Yoga817 · 25/06/2026 19:36

I completely agree. A former colleague has been boasting about going on extreme day trips and they have taken 80 flights in the past 2 years for day trips to places in Europe. Absolutely thick as two short planks. Clueless of their impact and boats about it constantly on social media.

MichaelmasDaisiesAndAutumSunset · 25/06/2026 20:26

ticktickticktickBOOM · 25/06/2026 18:56

Nobody is saying, or has said anywhere on this thread, that the industrial revolution was bad, or that it hasn't been massively beneficial in the development of the world we have today.

But it's time for a change now.

We know the catastrophic downside to burning fossil fuels and constantly leaching chemicals into our waters and atmosphere.

We can't keep finding excuses for it, and we can't ignore it.

Edited

And where have I said differently?

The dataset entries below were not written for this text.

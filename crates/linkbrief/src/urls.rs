//! URL normalization and relative link resolution

use crate::error::ValidationError;
use url::Url;

/// Normalize user input into an absolute http(s) URL
///
/// Bare domains (with or without a port) get `https://` prepended. Input
/// that already names another scheme (`ftp:`, `mailto:` ...) is rejected, as
/// is anything that does not parse to a URL with a host.
pub fn normalize_url(input: &str) -> Result<String, ValidationError> {
    let trimmed = input.trim();
    if trimmed.is_empty() {
        return Err(ValidationError::MissingUrl);
    }

    let candidate = if has_http_scheme(trimmed) {
        trimmed.to_string()
    } else if has_foreign_scheme(trimmed) {
        return Err(ValidationError::InvalidUrl(trimmed.to_string()));
    } else {
        format!("https://{}", trimmed)
    };

    let parsed =
        Url::parse(&candidate).map_err(|_| ValidationError::InvalidUrl(trimmed.to_string()))?;
    if parsed.host_str().map_or(true, str::is_empty) {
        return Err(ValidationError::InvalidUrl(trimmed.to_string()));
    }

    Ok(candidate)
}

/// Returns true for `http://` and `https://` prefixes, any case
pub fn has_http_scheme(url: &str) -> bool {
    let lower = url.get(..8).unwrap_or(url).to_ascii_lowercase();
    lower.starts_with("http://") || lower.starts_with("https://")
}

/// True when `input` parses with a scheme of its own
///
/// `localhost:3000` parses as scheme `localhost`; a run of digits after the
/// colon marks it as host and port instead.
fn has_foreign_scheme(input: &str) -> bool {
    let Ok(parsed) = Url::parse(input) else {
        return false;
    };
    let rest = input.get(parsed.scheme().len() + 1..).unwrap_or("");
    let port = rest.split(['/', '?', '#']).next().unwrap_or("");
    port.is_empty() || !port.bytes().all(|b| b.is_ascii_digit())
}

/// Scheme + host (+ port) of `base_url`, or `None` for opaque origins
pub fn origin_of(base_url: &str) -> Option<String> {
    let parsed = Url::parse(base_url).ok()?;
    let origin = parsed.origin();
    if !origin.is_tuple() {
        return None;
    }
    Some(origin.ascii_serialization())
}

/// Resolve a link found in a page against the page's origin
///
/// Links that already start with `http` are returned verbatim. Root-relative
/// and bare paths are joined to the origin. Protocol-relative links take the
/// base scheme. Returns an empty string when nothing sensible can be built.
pub fn resolve_url(candidate: &str, base_url: &str) -> String {
    let candidate = candidate.trim();
    if candidate.is_empty() {
        return String::new();
    }
    if candidate.starts_with("http") {
        return candidate.to_string();
    }

    if let Some(rest) = candidate.strip_prefix("//") {
        return match Url::parse(base_url) {
            Ok(base) if !rest.is_empty() => format!("{}://{}", base.scheme(), rest),
            _ => String::new(),
        };
    }

    match origin_of(base_url) {
        Some(origin) if candidate.starts_with('/') => format!("{}{}", origin, candidate),
        Some(origin) => format!("{}/{}", origin, candidate),
        None => String::new(),
    }
}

You seem to have grabbed on to my posts - which were in response to a different poster - in an extremely simplistic way. I was not saying incubators accounted for an insane drop in infant mortality (though note UNICEF say this: “Nearly half of all under-five deaths in 2023 occurred within the first 28 days of life, underscoring the heightened vulnerability of newborns and the need for greater investment in targeted interventions during this critical period”, so they may in fact be more significant than you or I would have considered). Nor am I saying we should never move forward. We need a new revolution - but that isn’t happening - because the renewables we are heavily into have their own environmental impact and the computer age just relies on fuel, at its base. What that is is probably our most “urgent” problem as things stand.